§ Collected data
* * * * * * *

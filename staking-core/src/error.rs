//! Error types for the staking module
//!
//! Every error carries a numeric code and a codespace so that outer layers
//! can map failures to user-facing codes without parsing messages.

use rust_decimal::Decimal;
use thiserror::Error;

/// Result type for staking operations
pub type Result<T> = std::result::Result<T, Error>;

/// Codespace for staking errors
pub const DEFAULT_CODESPACE: &str = "staking";

/// Codespace for errors raised by the surrounding framework (store, codec)
pub const SDK_CODESPACE: &str = "sdk";

/// Codes in the staking codespace
pub mod codes {
    /// Invalid validator
    pub const INVALID_VALIDATOR: u32 = 101;
    /// Invalid delegation
    pub const INVALID_DELEGATION: u32 = 102;
    /// Invalid input
    pub const INVALID_INPUT: u32 = 103;
    /// Validator jailed
    pub const VALIDATOR_JAILED: u32 = 104;

    /// Internal framework error
    pub const INTERNAL: u32 = 1;
    /// Transaction could not be decoded
    pub const TX_DECODE: u32 = 2;
    /// Insufficient funds
    pub const INSUFFICIENT_FUNDS: u32 = 5;
    /// Unknown request
    pub const UNKNOWN_REQUEST: u32 = 6;
    /// Invalid address
    pub const INVALID_ADDRESS: u32 = 7;
}

/// Maps an error to its numeric code and codespace
pub trait ErrorCode {
    /// Numeric code within the codespace
    fn code(&self) -> u32;

    /// Codespace discriminator
    fn codespace(&self) -> &'static str;
}

/// Staking errors
#[derive(Error, Debug)]
pub enum Error {
    /// Delegator address missing
    #[error("delegator address is nil or empty")]
    NilDelegatorAddress,

    /// Validator address missing
    #[error("validator address is nil or empty")]
    NilValidatorAddress,

    /// Validator address does not match the delegator
    #[error("validator address is invalid")]
    BadValidatorAddress,

    /// Non-positive delegation amount
    #[error("amount must be > 0")]
    BadDelegationAmount,

    /// Share amount out of range
    #[error("invalid shares amount")]
    BadSharesAmount,

    /// Minimum self-delegation is not positive
    #[error("minimum self delegation must be a positive integer")]
    MinSelfDelegationInvalid,

    /// Self-delegation below the validator's minimum
    #[error("validator's self delegation must be greater than their minimum self delegation")]
    SelfDelegationBelowMinimum,

    /// Minimum self-delegation may only grow
    #[error("minimum self delegation cannot be decrease")]
    MinSelfDelegationDecreased,

    /// Malformed or out-of-policy input
    #[error("{0}")]
    InvalidInput(String),

    /// Unknown validator
    #[error("validator does not exist for that address")]
    NoValidatorFound,

    /// Operator already runs a validator
    #[error("validator already exist for this operator address, must use new validator operator address")]
    ValidatorOwnerExists,

    /// Consensus key already bound to another validator
    #[error("validator already exist for this pubkey, must use new validator pubkey")]
    ValidatorPubKeyExists,

    /// Validator is jailed
    #[error("validator for this address is currently jailed")]
    ValidatorJailed,

    /// Validator has no tokens left but outstanding shares
    #[error("cannot delegate to validators with invalid (zero) ex-rate")]
    DelegatorShareExRateInvalid,

    /// Coin denomination differs from the bond denomination
    #[error("invalid coin denomination: got {got}, expected {expected}")]
    BadDenom {
        /// Denomination received
        got: String,
        /// Bond denomination
        expected: String,
    },

    /// No delegation for the pair
    #[error("no delegation for this (address, validator) pair")]
    NoDelegation,

    /// Commission above the validator's max rate
    #[error("commission cannot be more than the max rate")]
    CommissionGtMaxRate,

    /// Commission change above the validator's max change rate
    #[error("commission cannot be changed more than max change rate")]
    CommissionGtMaxChangeRate,

    /// Negative max change rate
    #[error("commission change rate must be positive")]
    CommissionChangeRateNegative,

    /// Max change rate above max rate
    #[error("commission change rate cannot be more than the max rate")]
    CommissionChangeRateGtMaxRate,

    /// Redelegation to the source validator
    #[error("cannot redelegate to the same validator")]
    SelfRedelegation,

    /// Redelegation destination missing
    #[error("redelegation destination validator not found")]
    BadRedelegationDst,

    /// Redelegation out of a validator that is still receiving one
    #[error("redelegation to this validator already in progress, first redelegation to this validator must complete before next redelegation")]
    TransitiveRedelegation,

    /// Redelegation entry cap reached
    #[error("too many redelegation entries for (delegator, src-validator, dst-validator) tuple")]
    MaxRedelegationEntries,

    /// Unbonding entry cap reached
    #[error("too many unbonding delegation entries for (delegator, validator) tuple")]
    MaxUnbondingEntries,

    /// Redelegation truncates to zero tokens
    #[error("too few tokens to redelegate (truncates to zero tokens)")]
    TinyRedelegationAmount,

    /// Account cannot cover the amount
    #[error("insufficient funds: need {need}, have {have}")]
    InsufficientFunds {
        /// Requested amount
        need: Decimal,
        /// Available amount
        have: Decimal,
    },

    /// Malformed bech32 address or key
    #[error("invalid address: {0}")]
    InvalidAddress(String),

    /// Decimal overflow or division by zero
    #[error("arithmetic error: {0}")]
    Arithmetic(String),

    /// Broken ledger invariant
    #[error("invariant broken: {0}")]
    InvariantBroken(String),

    /// Unknown message type name
    #[error("unrecognized message type: {0}")]
    UnknownMsgType(String),

    /// Codec registration error
    #[error("codec error: {0}")]
    Codec(String),

    /// Storage error (RocksDB)
    #[error("Storage error: {0}")]
    Storage(String),

    /// Serialization error
    #[error("Serialization error: {0}")]
    Serialization(#[from] bincode::Error),

    /// JSON error
    #[error("JSON error: {0}")]
    Json(#[from] serde_json::Error),

    /// IO error
    #[error("IO error: {0}")]
    Io(#[from] std::io::Error),
}

impl ErrorCode for Error {
    fn code(&self) -> u32 {
        use codes::*;
        match self {
            Error::NilDelegatorAddress
            | Error::NilValidatorAddress
            | Error::InvalidInput(_) => INVALID_INPUT,
            Error::BadValidatorAddress | Error::InvalidAddress(_) => INVALID_ADDRESS,
            Error::BadDelegationAmount
            | Error::BadSharesAmount
            | Error::DelegatorShareExRateInvalid
            | Error::BadDenom { .. }
            | Error::NoDelegation
            | Error::SelfRedelegation
            | Error::BadRedelegationDst
            | Error::TransitiveRedelegation
            | Error::MaxRedelegationEntries
            | Error::MaxUnbondingEntries
            | Error::TinyRedelegationAmount => INVALID_DELEGATION,
            Error::MinSelfDelegationInvalid
            | Error::SelfDelegationBelowMinimum
            | Error::MinSelfDelegationDecreased
            | Error::NoValidatorFound
            | Error::ValidatorOwnerExists
            | Error::ValidatorPubKeyExists
            | Error::CommissionGtMaxRate
            | Error::CommissionGtMaxChangeRate
            | Error::CommissionChangeRateNegative
            | Error::CommissionChangeRateGtMaxRate => INVALID_VALIDATOR,
            Error::ValidatorJailed => VALIDATOR_JAILED,
            Error::InsufficientFunds { .. } => INSUFFICIENT_FUNDS,
            Error::UnknownMsgType(_) => UNKNOWN_REQUEST,
            Error::Json(_) => TX_DECODE,
            Error::Arithmetic(_)
            | Error::InvariantBroken(_)
            | Error::Codec(_)
            | Error::Storage(_)
            | Error::Serialization(_)
            | Error::Io(_) => INTERNAL,
        }
    }

    fn codespace(&self) -> &'static str {
        match self {
            Error::InsufficientFunds { .. }
            | Error::InvalidAddress(_)
            | Error::Arithmetic(_)
            | Error::InvariantBroken(_)
            | Error::UnknownMsgType(_)
            | Error::Codec(_)
            | Error::Storage(_)
            | Error::Serialization(_)
            | Error::Json(_)
            | Error::Io(_) => SDK_CODESPACE,
            _ => DEFAULT_CODESPACE,
        }
    }
}

impl From<rocksdb::Error> for Error {
    fn from(err: rocksdb::Error) -> Self {
        Error::Storage(err.to_string())
    }
}

impl From<bech32::Error> for Error {
    fn from(err: bech32::Error) -> Self {
        Error::InvalidAddress(err.to_string())
    }
}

* * * * * * *

§ TASK REQUIREMENTS
Set down only the lines above that fall between the line holding "address or key" and the line holding "Storage error (RocksDB)", inclusive, keeping each exact.

§ SOLUTION BELOW
    /// Malformed bech32 address or key
    #[error("invalid address: {0}")]
    InvalidAddress(String),

    /// Decimal overflow or division by zero
    #[error("arithmetic error: {0}")]
    Arithmetic(String),

    /// Broken ledger invariant
    #[error("invariant broken: {0}")]
    InvariantBroken(String),

    /// Unknown message type name
    #[error("unrecognized message type: {0}")]
    UnknownMsgType(String),

    /// Codec registration error
    #[error("codec error: {0}")]
    Codec(String),

    /// Storage error (RocksDB)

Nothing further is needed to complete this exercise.